Failed on the Warrior's Diet Intermittent Fasting approach - at least for a day

By Scratch

PITTSBURGH (FFD) - For those following along here, you may know that my Daily Gameday Objective - the heart of the Football Fan’s Diet - is about completing a day of Intermittent Fasting according to the Warrior’s Diet approach.

I was unable to do that yesterday. The Fat Man took one the distance.

  Scratch failed to obtain his Daily Gameday Objective and thus gave up 7 to his Inner Fat Slob.

Scratch failed to obtain his Daily Gameday Objective and thus gave up 7 to his Inner Fat Slob.

Granted, I am only interested in containing my unhealthy food choices down to 4 hours on this approach during the preseason phase of Season 47. Therefore, by no means can I claim I am following the advice of Ori Hofmekler, author and inventor of the Warrior’s Diet.

But, what can a fat man do?

Yesterday, I was depleted of energy and sleepy too. It was rainy and miserable and my employer is in the process of tearing down the office I work in so they can make it open. Not only is the office nearly vacant as they migrate us over to temporary headquarters, there are no pictures, people and other decorations to keep it interesting.

It’s just a damn rainy boring day in September. So what did I do to be healthy? What did I do to fight that cold?

I ate Burger King for lunch. I drove to Burger King and ordered a bunch of stuff. Later that day, at home, beyond my window of eating, I ate pasta. The day was a health loss.

So on season 47, yesterday was the first day that I gave up points to my Inner Fat slob. The scale is trending upward too. That is not good.

In fact, one of the tenets of the Daily Gameday Objective is that if you consistently obtain it, yet do not make now real progress toward your goals, well, you made it too easy. At such times, you can adjust your Daily Gamday Objective.
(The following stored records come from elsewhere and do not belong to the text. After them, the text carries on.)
//! One-shot notification windows for subscribers of an active game.

use chrono::{DateTime, Duration, Utc};

#[derive(Debug, Clone, Copy, PartialEq, Eq, Hash)]
pub enum SubscriberNotice {
    Started,
    Equator,
    NearEnd,
}

impl SubscriberNotice {
    pub const ALL: [SubscriberNotice; 3] = [Self::Started, Self::Equator, Self::NearEnd];

    /// Column holding the one-shot flag for this notice.
    pub fn flag_column(self) -> &'static str {
        match self {
            Self::Started => "started_notified",
            Self::Equator => "equator_notified",
            Self::NearEnd => "near_end_notified",
        }
    }

    pub fn as_str(self) -> &'static str {
        match self {
            Self::Started => "started",
            Self::Equator => "equator",
            Self::NearEnd => "near_end",
        }
    }
}

#[derive(Debug, Clone, Copy)]
pub struct WindowConfig {
    /// Width of every window. The dispatcher must run at least this often.
    pub window: Duration,
    /// How long before the end the near-end notice opens.
    pub near_end_lead: Duration,
    /// Minimum gap between the equator and near-end window starts.
    pub min_separation: Duration,
}

impl Default for WindowConfig {
    fn default() -> Self {
        Self {
            window: Duration::hours(1),
            near_end_lead: Duration::hours(48),
            min_separation: Duration::hours(1),
        }
    }
}

/// Half-open windows `[open, open + width)` for one game's timeline.
#[derive(Debug, Clone, Copy, PartialEq, Eq)]
pub struct NotificationWindows {
    pub started: DateTime<Utc>,
    pub equator: DateTime<Utc>,
    /// Absent when the near-end window would precede the start or collapse
    /// onto the equator window.
    pub near_end: Option<DateTime<Utc>>,
    pub width: Duration,
}

impl NotificationWindows {
    pub fn for_game(start: DateTime<Utc>, end: DateTime<Utc>, config: &WindowConfig) -> Self {
        let equator = start + (end - start) / 2;
        let near_end_open = end - config.near_end_lead;
        let near_end = (near_end_open > start
            && near_end_open - equator >= config.min_separation)
            .then_some(near_end_open);
        Self {
            started: start,
            equator,
            near_end,
            width: config.window,
        }
    }

    pub fn opens_at(&self, notice: SubscriberNotice) -> Option<DateTime<Utc>> {
        match notice {
            SubscriberNotice::Started => Some(self.started),
            SubscriberNotice::Equator => Some(self.equator),
            SubscriberNotice::NearEnd => self.near_end,
        }
    }

    pub fn is_open(&self, notice: SubscriberNotice, now: DateTime<Utc>) -> bool {
        self.opens_at(notice)
            .is_some_and(|open| open <= now && now < open + self.width)
    }

    /// Notices whose window contains `now`, in timeline order.
    pub fn due(&self, now: DateTime<Utc>) -> Vec<SubscriberNotice> {
        SubscriberNotice::ALL
            .into_iter()
            .filter(|notice| self.is_open(*notice, now))
            .collect()
    }
}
Tonight I am still low in energy. My positive outlook is missing. It is still raining and I am questing why the hell I am bothering with this dam diet, a book I am writing, and other creative projects. Why not say to hell with it all?

What if I simply suck at this, that, and everything else I aim to do in my life? I can’t think like that though. You shouldn’t either. I need to fix my outlook in a hurry.

Did I say I lost yesterday. It is raining out again. My energy levels are low. I got punched in the mouth by the fat man yesterday. How will I respond today?